Trump revives long-running fight with California over waterpublished at 22:05 Greenwich Mean Time 24 January
Lisa Lambert
BBC News
When Trump lands in LA today, where he is expected to survey the damage of one of the area's two recent wildfires, he will undoubtedly bring up California's water.
He already has discussed it this morning, while visiting areas hit by Hurricane Helene, calling on California "to release the water".
Here's part of what he said: "They wouldn't have had a problem if they released the water when I told them to, because I told them to do it seven years ago."

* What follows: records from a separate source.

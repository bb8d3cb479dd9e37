use std::fmt;

use super::card::Card;
use super::card_bit_set::CardBitSet;
use super::error::CardParseError;

/// Two hole cards.
///
/// The cards are stored lowest index first so that `Pocket::new(a, b)` and
/// `Pocket::new(b, a)` are the same value.
///
/// # Examples
///
/// ```
/// use holdem_ai::core::{Card, Pocket};
///
/// let a = Card::try_from("As").unwrap();
/// let k = Card::try_from("Kh").unwrap();
/// assert_eq!(Pocket::new(a, k), Pocket::new(k, a));
/// assert!(Pocket::new(a, a).is_none());
/// ```
#[cfg_attr(feature = "serde", derive(serde::Serialize, serde::Deserialize))]
#[cfg_attr(feature = "arbitrary", derive(arbitrary::Arbitrary))]
#[derive(Debug, Clone, Copy, PartialEq, Eq, Hash, PartialOrd, Ord)]
pub struct Pocket {
    low: Card,
    high: Card,
}

impl Pocket {
    /// Create a pocket. Returns None if both cards are the same.
    pub fn new(a: Card, b: Card) -> Option<Self> {
        match a.index().cmp(&b.index()) {
            std::cmp::Ordering::Less => Some(Self { low: a, high: b }),
            std::cmp::Ordering::Greater => Some(Self { low: b, high: a }),
            std::cmp::Ordering::Equal => None,
        }
    }

    /// Create a pocket from card indices.
    pub fn from_indices(a: usize, b: usize) -> Option<Self> {
        Self::new(Card::from_index(a)?, Card::from_index(b)?)
    }

    /// Parse four characters like `AsKh`.
    pub fn from_str_cards(s: &str) -> Result<Self, CardParseError> {
        let set = CardBitSet::from_str_cards(s)?;
        Self::try_from(set)
    }

    /// The card with the lower index.
    pub fn low(&self) -> Card {
        self.low
    }

    /// The card with the higher index.
    pub fn high(&self) -> Card {
        self.high
    }

    pub fn cards(&self) -> [Card; 2] {
        [self.low, self.high]
    }

    pub fn is_pair(&self) -> bool {
        self.low.value == self.high.value
    }

    pub fn is_suited(&self) -> bool {
        self.low.suit == self.high.suit
    }

    pub fn contains(&self, card: Card) -> bool {
        self.low == card || self.high == card
    }

    pub fn to_set(&self) -> CardBitSet {
        let mut set = CardBitSet::new();
        set.insert(self.low);
        set.insert(self.high);
        set
    }

    /// True if the pocket shares no card with the set.
    pub fn is_disjoint(&self, cards: &CardBitSet) -> bool {
        !cards.contains(self.low) && !cards.contains(self.high)
    }

    /// Iterate every one of the 1326 possible pockets.
    pub fn all() -> impl Iterator<Item = Pocket> {
        (1..52usize).flat_map(|hi| (0..hi).filter_map(move |lo| Pocket::from_indices(lo, hi)))
    }
}

impl TryFrom<CardBitSet> for Pocket {
    type Error = CardParseError;

    fn try_from(set: CardBitSet) -> Result<Self, Self::Error> {
        let mut iter = set.iter();
        match (iter.next(), iter.next(), iter.next()) {
            (Some(low), Some(high), None) => Ok(Self { low, high }),
            _ => Err(CardParseError::WrongCardCount(set.count())),
        }
    }
}

impl fmt::Display for Pocket {
    fn fmt(&self, f: &mut fmt::Formatter<'_>) -> fmt::Result {
        // Higher card first, the way players read hands.
        write!(f, "{}{}", self.high, self.low)
    }
}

Going back to his 2016 campaign and first term, Trump pushed California to move water from the state's north to the south. His chief rationale had nothing to do with fires, but with supporting the state's large agricultural producers.

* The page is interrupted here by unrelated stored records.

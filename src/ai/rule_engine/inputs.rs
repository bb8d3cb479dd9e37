use crate::ai::context::DecisionContext;

/// Map a `[0, 1]` setting onto `[low, high]`. `high` may be below `low`.
pub fn scale(value: f32, low: f32, high: f32) -> f32 {
    low + (high - low) * value
}

/// `a / b`, zero when there is nothing to divide by.
pub(crate) fn ratio(a: u32, b: u32) -> f32 {
    if b == 0 {
        0.0
    } else {
        a as f32 / b as f32
    }
}

/// A player's style. Every setting is in `[0, 1]` with 0.5 as neutral and
/// is stretched onto whatever range the rule reading it works in.
#[cfg_attr(feature = "serde", derive(serde::Serialize, serde::Deserialize))]
#[cfg_attr(feature = "serde", serde(default))]
#[derive(Debug, Clone, Copy, PartialEq)]
pub struct Personality {
    /// Higher folds more starting hands.
    pub tightness: f32,
    pub aggression: f32,
    /// How much seat position changes play.
    pub position: f32,
    /// How much the price of a call matters.
    pub pot_odds: f32,
    /// How much opponent statistics are trusted.
    pub observation: f32,
    /// Higher opens more pots hoping to take the blinds.
    pub steal_blinds: f32,
    /// How much losing big pots loosens play.
    pub tilt: f32,
    /// How quickly a run of unplayed hands loosens play.
    pub boredom: f32,
    /// How much a short stack changes play.
    pub stack_size: f32,
    /// How much a short stacked raiser is discounted.
    pub opponent_stack_size: f32,
    pub straight_draws: f32,
    pub flush_draws: f32,
}

impl Default for Personality {
    fn default() -> Self {
        Self {
            tightness: 0.5,
            aggression: 0.5,
            position: 0.5,
            pot_odds: 0.5,
            observation: 0.5,
            steal_blinds: 0.5,
            tilt: 0.5,
            boredom: 0.5,
            stack_size: 0.5,
            opponent_stack_size: 0.5,
            straight_draws: 0.5,
            flush_draws: 0.5,
        }
    }
}

impl Personality {
    /// Every setting with its name, for validation and logging.
    pub fn settings(&self) -> [(&'static str, f32); 12] {
        [
            ("tightness", self.tightness),
            ("aggression", self.aggression),
            ("position", self.position),
            ("pot_odds", self.pot_odds),
            ("observation", self.observation),
            ("steal_blinds", self.steal_blinds),
            ("tilt", self.tilt),
            ("boredom", self.boredom),
            ("stack_size", self.stack_size),
            ("opponent_stack_size", self.opponent_stack_size),
            ("straight_draws", self.straight_draws),
            ("flush_draws", self.flush_draws),
        ]
    }

    pub(crate) fn position_weight(&self) -> f32 {
        scale(self.position, 0.0, 2.0)
    }

    pub(crate) fn observation_weight(&self) -> f32 {
        scale(self.observation, 0.0, 2.0)
    }

    pub(crate) fn pot_odds_weight(&self) -> f32 {
        scale(self.pot_odds, 0.0, 2.0)
    }

    pub(crate) fn tilt_weight(&self) -> f32 {
        scale(self.tilt, 0.0, 1.0)
    }

    pub(crate) fn stack_size_weight(&self) -> f32 {
        scale(self.stack_size, 0.0, 2.0)
    }

    pub(crate) fn opponent_stack_size_weight(&self) -> f32 {
        scale(self.opponent_stack_size, 0.0, 2.0)
    }

    /// Subtracted from how bored the player is, so a patient player never
    /// gets bored.
    pub(crate) fn boredom_offset(&self) -> f32 {
        scale(self.boredom, 1.0, 0.0)
    }

    /// How wide blind steals are, 1 for the tightest.
    pub(crate) fn steal_tightness(&self) -> f32 {
        scale(self.steal_blinds, 1.0, 0.0)
    }
}

/// What the player carries from hand to hand.
#[derive(Debug, Clone, Copy, PartialEq, Default)]
pub struct Mood {
    /// Grows with bad beats and cools off over good hands.
    pub steam: f32,
    /// How likely the pre-flop raise in front is a blind steal.
    pub steal_suspicion: f32,
}

impl Mood {
    pub(crate) fn steaming(&self, tilt: f32) -> bool {
        self.steam > 0.1 && tilt > 0.0
    }
}

/// How good the hand is, worked out before the rules run.
///
/// Before the flop only `pre_flop` is filled in.
#[derive(Debug, Clone, Copy, PartialEq, Default)]
pub struct HandStrengths {
    /// Starting hand strength in `[0, 1]`.
    pub pre_flop: f32,
    /// Chance of being ahead of every opponent right now, treating their
    /// hands as random.
    pub raw: f32,
    /// Chance of being ahead of one opponent, with their hands weighted by
    /// how they play.
    pub biased: f32,
    pub positive_potential: f32,
    pub negative_potential: f32,
    /// Biased strength counting the cards to come. The same as `biased` on
    /// the river.
    pub draw: f32,
    /// How strong the hand looks from across the table.
    pub apparent: f32,
}

impl HandStrengths {
    /// Strength with potential, crediting draws more the better the price.
    pub fn effective(&self, scaled_pot_odds: f32, players_with_cards: usize) -> f32 {
        let exponent = players_with_cards.saturating_sub(1).max(1) as i32;
        let potential = (1.0 - self.biased).min(self.positive_potential * (scaled_pot_odds + 1.0));
        (self.biased - self.raw * self.negative_potential + potential)
            .min(1.0)
            .powi(exponent)
    }
}

/// Harrington's zones, by how many orbits of blinds a stack can pay.
#[derive(Debug, Clone, Copy, PartialEq, Eq, PartialOrd, Ord, Hash)]
pub enum HohZone {
    Dead,
    Red,
    Orange,
    Yellow,
    Green,
}

impl HohZone {
    pub fn from_m(m: f32) -> Self {
        if m >= 20.0 {
            HohZone::Green
        } else if m >= 10.0 {
            HohZone::Yellow
        } else if m >= 6.0 {
            HohZone::Orange
        } else if m >= 1.0 {
            HohZone::Red
        } else {
            HohZone::Dead
        }
    }
}

/// Everything one run of the rules reads.
#[derive(Debug, Clone, Copy)]
pub struct RuleInputs<'c, 'a> {
    pub ctx: &'c DecisionContext<'a>,
    pub hand: HandStrengths,
    pub personality: &'c Personality,
    pub mood: Mood,
    /// Draw heads-up tactics at random instead of taking the strongest.
    pub randomize: bool,
}

#[cfg(test)]
mod tests {
    use approx::assert_relative_eq;

    use super::*;

    #[test]
    fn test_scale() {
        assert_eq!(1.0, scale(0.5, 0.0, 2.0));
        assert_eq!(-0.2, scale(0.0, -0.2, 0.2));
        assert_eq!(0.0, scale(1.0, 1.0, 0.0));
        let p = Personality::default();
        assert_eq!(1.0, p.position_weight());
        assert_eq!(0.5, p.boredom_offset());
    }

    #[test]
    fn test_zones() {
        assert_eq!(HohZone::Green, HohZone::from_m(20.0));
        assert_eq!(HohZone::Yellow, HohZone::from_m(19.9));
        assert_eq!(HohZone::Orange, HohZone::from_m(6.0));
        assert_eq!(HohZone::Red, HohZone::from_m(1.0));
        assert_eq!(HohZone::Dead, HohZone::from_m(0.5));
        assert_eq!(HohZone::Green, HohZone::from_m(f32::INFINITY));
    }

    #[test]
    fn test_effective_strength() {
        let hand = HandStrengths {
            raw: 0.5,
            biased: 0.6,
            positive_potential: 0.2,
            negative_potential: 0.1,
            ..Default::default()
        };
        // 0.6 - 0.05 + min(0.4, 0.2)
        assert_relative_eq!(0.75, hand.effective(0.0, 2), epsilon = 1e-6);
        // Good odds cap the potential at 1 - biased.
        assert_relative_eq!(0.95, hand.effective(3.0, 2), epsilon = 1e-6);
        assert_relative_eq!(0.75 * 0.75, hand.effective(0.0, 3), epsilon = 1e-6);
    }
}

In 2020, California sued to stop him from sending water from rivers and a major estuary known as the Delta to farms, saying he was hurting endangered species, primarily a small fish known as the Delta smelt. Fresh water is pumped from the state's northern mountains and their snow pack into the south through the Delta, where some of it mixes with sea water.
Since then, Trump has made the smelt a talking point in his campaigns and on Monday after being sworn in, he signed a memo called "Putting People Over Fish: Stopping Radical Environmentalism to Provide Water to Southern California.", external He has also repeatedly called for turning on the "faucet" in the north.
Now he is saying that turning on the "faucet" could have stopped or even prevented the historic fires.
That seems up for debate, but one thing is not: this is not the last fight California will see over water.